Genistein increased hepatic cholesterol uptake via a JNK mediated activation of SREBP‐2 and LDLR expression

Abstract

Genistein has been implicated for its anti‐atherogenic effects. To understand the anti‐atherogenic mechanism of action genistein was investigated its impact on hepatic cholesterol uptake, the expression of LDLR which is the receptor for LDL‐cholesterol, and related signaling pathways in human hepatoma HepG2 cells. the The addition of 40 μM genistein increased cholesterol uptake into HepG2cells. Genistein increased mRNA and protein levels of LDLR in a time‐dependent manner. The addition of cholesterol up to 5 μg/mL for 24 hours did not significantly affect the effect of genistein towards LDLR protein expression. Genistein increased the transcriptional activity of LDLR promoter containing reporter gene (pLDLR‐luc, −805 to +50).
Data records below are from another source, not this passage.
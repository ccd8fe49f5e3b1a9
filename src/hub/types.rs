//! Hub result types shared by the store, the router and the wire protocol

use crate::{Error, Result};
use chrono::{DateTime, Utc};
use serde::{Deserialize, Serialize};
use std::path::PathBuf;
use std::str::FromStr;

#[derive(Debug, Clone, Copy, PartialEq, Eq, Hash, Serialize, Deserialize)]
#[serde(rename_all = "snake_case")]
pub enum RepoStatus {
    Active,
    /// Registered path no longer exists
    Stale,
    Unregistered,
}

impl RepoStatus {
    pub fn as_str(&self) -> &'static str {
        match self {
            RepoStatus::Active => "active",
            RepoStatus::Stale => "stale",
            RepoStatus::Unregistered => "unregistered",
        }
    }
}

impl FromStr for RepoStatus {
    type Err = Error;

    fn from_str(s: &str) -> Result<Self> {
        match s {
            "active" => Ok(RepoStatus::Active),
            "stale" => Ok(RepoStatus::Stale),
            "unregistered" => Ok(RepoStatus::Unregistered),
            _ => Err(Error::Validation(format!("Unknown repo status: {}", s))),
        }
    }
}

/// A registered repository
#[derive(Debug, Clone, PartialEq, Serialize, Deserialize)]
pub struct RepoInfo {
    pub repo_id: String,
    pub path: PathBuf,
    pub name: String,
    pub status: RepoStatus,
    pub content_hash: Option<String>,
    pub package_count: usize,
    pub cross_repo_edges: usize,
    pub registered_at: DateTime<Utc>,
    pub last_refreshed_at: Option<DateTime<Utc>>,
}

#[derive(Debug, Clone, PartialEq, Eq, Serialize, Deserialize)]
pub struct RegisterResult {
    pub repo_id: String,
    /// Repo-relative package paths
    pub packages: Vec<String>,
    pub cross_repo_edges: usize,
    /// Registration was already current; nothing was written
    pub skipped: bool,
}

#[derive(Debug, Clone, Copy, PartialEq, Eq, Serialize, Deserialize)]
#[serde(rename_all = "snake_case")]
pub enum RefreshOutcome {
    Refreshed,
    /// Seed content hash unchanged
    Skipped,
    /// Repo path is gone
    Stale,
}

#[derive(Debug, Clone, PartialEq, Eq, Serialize, Deserialize)]
pub struct RefreshResult {
    pub repo_id: String,
    pub outcome: RefreshOutcome,
    pub packages: usize,
    pub cross_repo_edges: usize,
}

/// A per-repo failure inside a bulk operation
#[derive(Debug, Clone, PartialEq, Eq, Serialize, Deserialize)]
pub struct RepoError {
    pub repo_id: String,
    pub kind: String,
    pub message: String,
}

#[derive(Debug, Clone, Default, PartialEq, Eq, Serialize, Deserialize)]
pub struct RefreshAllResult {
    pub results: Vec<RefreshResult>,
    pub errors: Vec<RepoError>,
}

impl RefreshAllResult {
    pub fn count(&self, outcome: RefreshOutcome) -> usize {
        self.results.iter().filter(|r| r.outcome == outcome).count()
    }
}

#[derive(Debug, Clone, PartialEq, Eq, Serialize, Deserialize)]
pub struct HubStatus {
    pub path: PathBuf,
    pub schema_version: u32,
    pub repos_active: usize,
    pub repos_stale: usize,
    pub repos_unregistered: usize,
    pub packages: usize,
    pub open_diagnostics: usize,
    pub total_diagnostics: usize,
}

impl HubStatus {
    pub fn repos_total(&self) -> usize {
        self.repos_active + self.repos_stale + self.repos_unregistered
    }
}
//! Central hub store
//!
//! The only type able to write `central.db`. Its writable constructor is
//! visible to the `hub` module tree alone; everything else reaches the hub
//! through [`super::HubRouter`] or [`super::HubServer`].

use super::manifest::{self, RepoManifest};
use super::schema::{self, HUB_SCHEMA_VERSION};
use super::types::{
    HubStatus, RefreshAllResult, RefreshOutcome, RefreshResult, RegisterResult, RepoError, RepoInfo, RepoStatus,
};
use crate::{Error, Result};
use chrono::{DateTime, Utc};
use rusqlite::{Connection, OpenFlags, OptionalExtension, Row, params};
use std::path::{Path, PathBuf};

/// Handle on `central.db`
pub struct CentralHub {
    conn: Connection,
    path: PathBuf,
    writable: bool,
}

impl CentralHub {
    /// Create the hub file if missing and open it for writing
    pub(in crate::hub) fn create(path: &Path) -> Result<Self> {
        if let Some(parent) = path.parent() {
            std::fs::create_dir_all(parent)?;
        }
        let conn = Connection::open(path)?;
        schema::initialize(&conn)?;
        schema::validate(&conn, path)?;
        Ok(Self {
            conn,
            path: path.to_path_buf(),
            writable: true,
        })
    }

    /// Open an existing hub for writing. Callers must hold the hub lock.
    pub(in crate::hub) fn open_writable(path: &Path) -> Result<Self> {
        Self::open(path, true)
    }

    pub(in crate::hub) fn open_read_only(path: &Path) -> Result<Self> {
        Self::open(path, false)
    }

    fn open(path: &Path, writable: bool) -> Result<Self> {
        if !path.exists() {
            return Err(Error::NotFound(format!(
                "hub {} (run `devac init` first)",
                path.display()
            )));
        }
        let flags = if writable {
            OpenFlags::SQLITE_OPEN_READ_WRITE | OpenFlags::SQLITE_OPEN_NO_MUTEX
        } else {
            OpenFlags::SQLITE_OPEN_READ_ONLY | OpenFlags::SQLITE_OPEN_NO_MUTEX
        };
        let conn = Connection::open_with_flags(path, flags).map_err(|e| match e {
            rusqlite::Error::SqliteFailure(_, _) => Error::corrupt(path, e.to_string()),
            other => other.into(),
        })?;
        schema::validate(&conn, path).map_err(|e| match e {
            Error::Storage(inner) => Error::corrupt(path, inner.to_string()),
            other => other,
        })?;
        Ok(Self {
            conn,
            path: path.to_path_buf(),
            writable,
        })
    }

    pub fn path(&self) -> &Path {
        &self.path
    }

    pub fn is_writable(&self) -> bool {
        self.writable
    }

    pub(in crate::hub) fn conn(&self) -> &Connection {
        &self.conn
    }

    pub(in crate::hub) fn ensure_writable(&self) -> Result<()> {
        if self.writable {
            Ok(())
        } else {
            Err(Error::Validation(format!(
                "hub {} is open read-only",
                self.path.display()
            )))
        }
    }

    // ========== Repository Operations ==========

    /// Register a repository, or re-register it when its seeds changed
    pub fn register_repo(&self, repo_path: &Path) -> Result<RegisterResult> {
        self.ensure_writable()?;
        let root = canonical_repo(repo_path)?;
        let repo_id = manifest::repo_id_for(&root);

        let existing = self.get_repo(&repo_id)?;
        if let Some(repo) = &existing {
            if repo.status == RepoStatus::Active && repo.path == root {
                let packages = manifest::discover_packages(&root);
                let hash = manifest::content_hash(&root, &packages)?;
                if repo.content_hash.as_deref() == Some(hash.as_str()) {
                    tracing::info!(repo = %repo_id, "Repository unchanged, skipping registration");
                    let cached = self.get_manifest(&repo_id)?;
                    return Ok(RegisterResult {
                        repo_id,
                        packages: cached.map(|m| m.package_paths()).unwrap_or_default(),
                        cross_repo_edges: repo.cross_repo_edges,
                        skipped: true,
                    });
                }
            }
        }

        let manifest = manifest::compute_manifest(&repo_id, &root)?;
        let name = root
            .file_name()
            .map(|n| n.to_string_lossy().into_owned())
            .unwrap_or_else(|| repo_id.clone());
        let registered_at = existing.map(|r| r.registered_at).unwrap_or_else(Utc::now);
        self.store_manifest(&root, &name, registered_at, &manifest)?;

        tracing::info!(
            repo = %repo_id,
            packages = manifest.packages.len(),
            cross_repo_edges = manifest.cross_repo_edges,
            "Registered repository"
        );
        Ok(RegisterResult {
            repo_id,
            packages: manifest.package_paths(),
            cross_repo_edges: manifest.cross_repo_edges,
            skipped: false,
        })
    }

    /// Mark a repository unregistered; its cached manifest is kept
    pub fn unregister_repo(&self, repo_id: &str) -> Result<()> {
        self.ensure_writable()?;
        let changed = self.conn.execute(
            "UPDATE repos SET status = ?1 WHERE repo_id = ?2",
            params![RepoStatus::Unregistered.as_str(), repo_id],
        )?;
        if changed == 0 {
            return Err(Error::NotFound(format!("repo {}", repo_id)));
        }
        tracing::info!(repo = %repo_id, "Unregistered repository");
        Ok(())
    }

    /// Recompute a manifest if the repo's seed content changed
    pub fn refresh_repo(&self, repo_id: &str) -> Result<RefreshResult> {
        self.ensure_writable()?;
        let repo = self
            .get_repo(repo_id)?
            .ok_or_else(|| Error::NotFound(format!("repo {}", repo_id)))?;
        if repo.status == RepoStatus::Unregistered {
            return Err(Error::Validation(format!("repo {} is unregistered", repo_id)));
        }

        if !repo.path.is_dir() {
            if repo.status != RepoStatus::Stale {
                self.conn.execute(
                    "UPDATE repos SET status = ?1 WHERE repo_id = ?2",
                    params![RepoStatus::Stale.as_str(), repo_id],
                )?;
            }
            tracing::warn!(repo = %repo_id, path = %repo.path.display(), "Repository path is gone, marked stale");
            return Ok(RefreshResult {
                repo_id: repo_id.to_string(),
                outcome: RefreshOutcome::Stale,
                packages: repo.package_count,
                cross_repo_edges: repo.cross_repo_edges,
            });
        }

        let packages = manifest::discover_packages(&repo.path);
        let hash = manifest::content_hash(&repo.path, &packages)?;
        if repo.status == RepoStatus::Active && repo.content_hash.as_deref() == Some(hash.as_str()) {
            tracing::info!(repo = %repo_id, "Seeds unchanged, skipping refresh");
            return Ok(RefreshResult {
                repo_id: repo_id.to_string(),
                outcome: RefreshOutcome::Skipped,
                packages: repo.package_count,
                cross_repo_edges: repo.cross_repo_edges,
            });
        }

        let manifest = manifest::compute_manifest(repo_id, &repo.path)?;
        self.store_manifest(&repo.path, &repo.name, repo.registered_at, &manifest)?;
        tracing::info!(repo = %repo_id, packages = manifest.packages.len(), "Refreshed repository manifest");

        Ok(RefreshResult {
            repo_id: repo_id.to_string(),
            outcome: RefreshOutcome::Refreshed,
            packages: manifest.packages.len(),
            cross_repo_edges: manifest.cross_repo_edges,
        })
    }

    /// Refresh every registered repository; one failure does not stop the rest
    pub fn refresh_all(&self) -> Result<RefreshAllResult> {
        self.ensure_writable()?;
        let mut result = RefreshAllResult::default();
        for repo in self.list_repos(false)? {
            match self.refresh_repo(&repo.repo_id) {
                Ok(refreshed) => result.results.push(refreshed),
                Err(e) => {
                    tracing::warn!(repo = %repo.repo_id, "Refresh failed: {}", e);
                    result.errors.push(RepoError {
                        repo_id: repo.repo_id,
                        kind: e.kind().to_string(),
                        message: e.to_string(),
                    });
                }
            }
        }
        Ok(result)
    }

    pub fn get_repo(&self, repo_id: &str) -> Result<Option<RepoInfo>> {
        self.conn
            .query_row(
                "SELECT repo_id, path, name, status, content_hash, package_count, cross_repo_edges,
                        registered_at, last_refreshed_at
                 FROM repos WHERE repo_id = ?1",
                [repo_id],
                row_to_repo,
            )
            .optional()
            .map_err(Into::into)
    }

    pub fn list_repos(&self, include_unregistered: bool) -> Result<Vec<RepoInfo>> {
        let sql = if include_unregistered {
            "SELECT repo_id, path, name, status, content_hash, package_count, cross_repo_edges,
                    registered_at, last_refreshed_at
             FROM repos ORDER BY repo_id"
        } else {
            "SELECT repo_id, path, name, status, content_hash, package_count, cross_repo_edges,
                    registered_at, last_refreshed_at
             FROM repos WHERE status != 'unregistered' ORDER BY repo_id"
        };
        let mut stmt = self.conn.prepare(sql)?;
        let repos = stmt.query_map([], row_to_repo)?.collect::<rusqlite::Result<Vec<_>>>()?;
        Ok(repos)
    }

    /// Cached manifest of a repository
    pub fn get_manifest(&self, repo_id: &str) -> Result<Option<RepoManifest>> {
        let raw: Option<String> = self
            .conn
            .query_row(
                "SELECT manifest FROM repo_manifests WHERE repo_id = ?1",
                [repo_id],
                |row| row.get(0),
            )
            .optional()?;
        raw.map(|raw| {
            serde_json::from_str(&raw)
                .map_err(|e| Error::corrupt(&self.path, format!("manifest of {}: {}", repo_id, e)))
        })
        .transpose()
    }

    fn store_manifest(
        &self,
        root: &Path,
        name: &str,
        registered_at: DateTime<Utc>,
        manifest: &RepoManifest,
    ) -> Result<()> {
        let now = Utc::now().to_rfc3339();
        let tx = self.conn.unchecked_transaction()?;
        tx.execute(
            r#"
            INSERT INTO repos (repo_id, path, name, status, content_hash, package_count, cross_repo_edges,
                               registered_at, last_refreshed_at)
            VALUES (?1, ?2, ?3, ?4, ?5, ?6, ?7, ?8, ?9)
            ON CONFLICT(repo_id) DO UPDATE SET
                path = excluded.path,
                name = excluded.name,
                status = excluded.status,
                content_hash = excluded.content_hash,
                package_count = excluded.package_count,
                cross_repo_edges = excluded.cross_repo_edges,
                last_refreshed_at = excluded.last_refreshed_at
            "#,
            params![
                manifest.repo_id,
                root.to_string_lossy(),
                name,
                RepoStatus::Active.as_str(),
                manifest.content_hash,
                manifest.packages.len() as i64,
                manifest.cross_repo_edges as i64,
                registered_at.to_rfc3339(),
                now,
            ],
        )?;
        tx.execute(
            r#"
            INSERT OR REPLACE INTO repo_manifests (repo_id, content_hash, manifest, updated_at)
            VALUES (?1, ?2, ?3, ?4)
            "#,
            params![
                manifest.repo_id,
                manifest.content_hash,
                serde_json::to_string(manifest)?,
                now,
            ],
        )?;
        tx.commit()?;

        manifest.write_to(root)?;
        Ok(())
    }

    // ========== Status ==========

    pub fn status(&self) -> Result<HubStatus> {
        let count_status = |status: RepoStatus| -> Result<usize> {
            let n: i64 = self.conn.query_row(
                "SELECT COUNT(*) FROM repos WHERE status = ?1",
                [status.as_str()],
                |row| row.get(0),
            )?;
            Ok(n as usize)
        };
        let packages: i64 = self.conn.query_row(
            "SELECT COALESCE(SUM(package_count), 0) FROM repos WHERE status != 'unregistered'",
            [],
            |row| row.get(0),
        )?;
        let (total, open): (i64, i64) = self.conn.query_row(
            "SELECT COUNT(*), COALESCE(SUM(CASE WHEN resolved = 0 THEN 1 ELSE 0 END), 0) FROM unified_diagnostics",
            [],
            |row| Ok((row.get(0)?, row.get(1)?)),
        )?;

        Ok(HubStatus {
            path: self.path.clone(),
            schema_version: HUB_SCHEMA_VERSION,
            repos_active: count_status(RepoStatus::Active)?,
            repos_stale: count_status(RepoStatus::Stale)?,
            repos_unregistered: count_status(RepoStatus::Unregistered)?,
            packages: packages as usize,
            open_diagnostics: open as usize,
            total_diagnostics: total as usize,
        })
    }
}

fn canonical_repo(path: &Path) -> Result<PathBuf> {
    let root = path
        .canonicalize()
        .map_err(|_| Error::NotFound(format!("repository {}", path.display())))?;
    if !root.is_dir() {
        return Err(Error::Validation(format!("{} is not a directory", root.display())));
    }
    Ok(root)
}

fn row_to_repo(row: &Row) -> rusqlite::Result<RepoInfo> {
    let status: String = row.get(3)?;
    let path: String = row.get(1)?;
    Ok(RepoInfo {
        repo_id: row.get(0)?,
        path: PathBuf::from(path),
        name: row.get(2)?,
        status: status.parse().map_err(|e: Error| {
            rusqlite::Error::FromSqlConversionFailure(3, rusqlite::types::Type::Text, Box::new(e))
        })?,
        content_hash: row.get(4)?,
        package_count: row.get::<_, i64>(5)? as usize,
        cross_repo_edges: row.get::<_, i64>(6)? as usize,
        registered_at: row.get(7)?,
        last_refreshed_at: row.get(8)?,
    })
}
But sterol‐regulatory element (SRE) deletion mutant construct was failed to be activated by genistein. Genistein increased the nuclear fraction of SREBP‐2 and DNA binding activity of SREBP‐2 to LDLR promoter as assessed by chromatin immunoprecipitation assay (CHIP). Genistein phosphorylated JNKs. JNK inhibitor (SP600126) abolished genistein‐stimulated levels of LDLR and nuclear SREBP‐2. To minimize the effects of c‐Jun, a transcription factor activated by JNK signals, a truncated LDLR luciferase construct that was contained SRE but lacked the c‐jun putative binding site was constructed. Genistein was still able to boost the transcriptional activity of the truncated LDLR construct. In conclusion, our data supports that genistein may have the anti‐atherogenic effects by increasing hepatic LDL cholesterol uptake via activating JNK signals and SREBP‐2 processing, which is followed by up‐regulation of LDLR.